Some, like Kroos, expressed their delight at Germany’s defeat of Chile in St Petersburg — victory in the country’s first appearance in what may yet be the last iteration of this tournament — without words, communicating their happiness instead exclusively through emojis.

Other players were only a little more garrulous. “How great is that?” asked Mats Hummels. “What a triumph, what a squad,” said Ilkay Gundogan. Thomas Muller advised his countrymen, presumably based on his own experiences, to make sure they “have fun while celebrating.”

What marked those messages out as significant, though, was not the content of them so much as the context.

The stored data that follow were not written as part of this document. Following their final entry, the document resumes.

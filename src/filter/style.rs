//! Inline style declarations
//!
//! Parses the free-form text of a `style` attribute into ordered
//! `(property, value)` pairs. Input is untrusted, so nothing here fails:
//! fragments that do not look like a declaration are skipped.

/// Value fragments that can pull in URLs or script through CSS.
const UNSAFE_VALUE_MARKERS: &[&str] = &["url(", "expression(", "javascript:", "<", ">", "\\"];

/// Parse `prop: value; prop2: value2` into ordered pairs.
///
/// Property names are lowercased, both sides are trimmed. Fragments without a
/// colon, or with an empty property or value, are dropped. Duplicates are kept
/// here; `StyleDeclarations::set` resolves them later.
pub fn parse_style_declarations(raw: &str) -> Vec<(String, String)> {
    raw.split(';')
        .filter_map(|fragment| {
            let (property, value) = fragment.split_once(':')?;
            let property = property.trim();
            let value = value.trim();
            if property.is_empty() || value.is_empty() {
                return None;
            }
            Some((property.to_ascii_lowercase(), value.to_string()))
        })
        .collect()
}

/// Whether a declaration value is free of constructs that load resources or run script.
pub fn is_safe_value(value: &str) -> bool {
    let lower = value.to_ascii_lowercase();
    !UNSAFE_VALUE_MARKERS.iter().any(|m| lower.contains(m))
}

/// Insertion-ordered declaration map. Setting an existing property replaces
/// its value in place.
#[derive(Debug, Clone, Default, PartialEq, Eq)]
pub struct StyleDeclarations {
    entries: Vec<(String, String)>,
}

impl StyleDeclarations {
    pub fn new() -> Self {
        Self::default()
    }

    pub fn set(&mut self, property: &str, value: &str) {
        match self.entries.iter_mut().find(|(k, _)| k == property) {
            Some(slot) => slot.1 = value.to_string(),
            None => self.entries.push((property.to_string(), value.to_string())),
        }
    }

    pub fn get(&self, property: &str) -> Option<&str> {
        self.entries
            .iter()
            .find(|(k, _)| k == property)
            .map(|(_, v)| v.as_str())
    }

    pub fn is_empty(&self) -> bool {
        self.entries.is_empty()
    }

    pub fn len(&self) -> usize {
        self.entries.len()
    }

    pub fn iter(&self) -> impl Iterator<Item = (&str, &str)> {
        self.entries.iter().map(|(k, v)| (k.as_str(), v.as_str()))
    }

    /// Serialize as `prop:value;` pairs, in insertion order.
    pub fn serialize(&self) -> String {
        self.entries
            .iter()
            .map(|(k, v)| format!("{}:{};", k, v))
            .collect()
    }
}
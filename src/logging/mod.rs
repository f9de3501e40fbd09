//! Logging subsystem
//!
//! Structured logging via tracing, written to stderr so that sanitized markup
//! on stdout stays clean.
//!
//! # Environment Variables
//!
//! - `PASTECLEAN_LOG` - Primary log level/filter (takes precedence)
//! - `RUST_LOG` - Fallback log level/filter
//!
//! Without either, the configured `logging.level` is used.

use std::io;
use std::sync::OnceLock;

use serde::{Deserialize, Serialize};
use thiserror::Error;
use tracing_subscriber::fmt::time::UtcTime;
use tracing_subscriber::layer::SubscriberExt;
use tracing_subscriber::util::SubscriberInitExt;
use tracing_subscriber::{EnvFilter, Registry};

use crate::config::LoggingConfig;

/// Primary filter variable.
pub const LOG_ENV: &str = "PASTECLEAN_LOG";

/// Guard to track if logging has been initialized
static INIT_GUARD: OnceLock<()> = OnceLock::new();

/// Log output format
#[derive(Debug, Clone, Copy, Default, PartialEq, Eq, Serialize, Deserialize)]
#[serde(rename_all = "lowercase")]
pub enum LogFormat {
    /// Human-readable text
    #[default]
    Text,
    /// One JSON object per event
    Json,
}

/// Logging error types
#[derive(Debug, Error)]
pub enum LoggingError {
    #[error("failed to parse log filter: {0}")]
    FilterParse(#[from] tracing_subscriber::filter::ParseError),

    #[error("failed to initialize subscriber: {0}")]
    TryInit(#[from] tracing_subscriber::util::TryInitError),
}

/// Pick the filter directive: `PASTECLEAN_LOG`, then `RUST_LOG`, then the
/// configured level. Empty variables are skipped.
fn select_filter(primary: Option<String>, fallback: Option<String>, configured: &str) -> String {
    primary
        .filter(|s| !s.trim().is_empty())
        .or_else(|| fallback.filter(|s| !s.trim().is_empty()))
        .unwrap_or_else(|| configured.to_string())
}

fn build_env_filter(configured: &str) -> Result<EnvFilter, LoggingError> {
    let directive = select_filter(
        std::env::var(LOG_ENV).ok(),
        std::env::var("RUST_LOG").ok(),
        configured,
    );
    Ok(EnvFilter::try_new(directive)?)
}

/// Initialize logging once. Later calls are no-ops.
pub fn init_logging(config: &LoggingConfig) -> Result<(), LoggingError> {
    if INIT_GUARD.get().is_some() {
        return Ok(());
    }

    let filter = build_env_filter(&config.level)?;
    let timer = UtcTime::rfc_3339();

    match config.format {
        LogFormat::Json => {
            let layer = tracing_subscriber::fmt::layer()
                .json()
                .with_timer(timer)
                .with_target(true)
                .with_writer(io::stderr);
            Registry::default().with(filter).with(layer).try_init()?;
        }
        LogFormat::Text => {
            let layer = tracing_subscriber::fmt::layer()
                .with_timer(timer)
                .with_target(false)
                .with_writer(io::stderr);
            Registry::default().with(filter).with(layer).try_init()?;
        }
    }

    let _ = INIT_GUARD.set(());
    tracing::debug!(level = %config.level, format = ?config.format, "logging initialized");
    Ok(())
}
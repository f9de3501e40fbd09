//! pasteclean library
//!
//! Sanitizes rich-text markup pasted from word processors, browsers and mail
//! clients down to a small whitelisted vocabulary, and turns the images it
//! references into deduplicated local assets.
//!
//! # Example
//!
//! ```
//! use pasteclean::Sanitizer;
//!
//! let report = Sanitizer::default().sanitize(r#"<p onclick="x">Hi<script>bad()</script></p>"#);
//! assert_eq!(report.html, "<p>Hi</p>");
//! ```

pub mod cli;
pub mod config;
pub mod filter;
pub mod logging;
pub mod media;
pub mod pipeline;

pub use config::{Config, ConfigError};
pub use filter::whitelist::Whitelist;
pub use filter::{FilterOutput, ImageSourceHook, MarkupFilter, ParseIrregularity};
pub use media::{
    AssetHandle, AssetStore, DirAssetStore, MediaReference, MediaResolver, MemoryAssetStore,
    ResolutionFailure, Resolved, ResolverOptions,
};
pub use pipeline::{MediaOutcome, MediaStatus, Notifier, SanitizeReport, Sanitizer, TracingNotifier};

None of those players were on the field in Russia, waiting to take to the podium. Like Manuel Neuer, Sami Khedira, Marco Reus, Julian Weigl, André Schurrle and many others, they had not been included in Joachim Loew’s squad for the competition. They were all watching, from home or from holiday, as their country proved its football resources run so deep, so wide, that it can triumph without them.

As Loew was quick to point out as he reflected on Germany’s victory, winning the Confederations Cup, even with “such a young side,” does not mean that the Germans, the World Cup champions, are certain to retain their crown when they return to Russia next summer. Nor does the European Championship won by its under-21 team last week in Poland mean that Germany can be assured of success in the senior continental tournaments in 2020 or 2024.

Major competitions do not subscribe to such straightforward logic. In the international game, more so even than at club level, tournament football is more complex, more chaotic than that.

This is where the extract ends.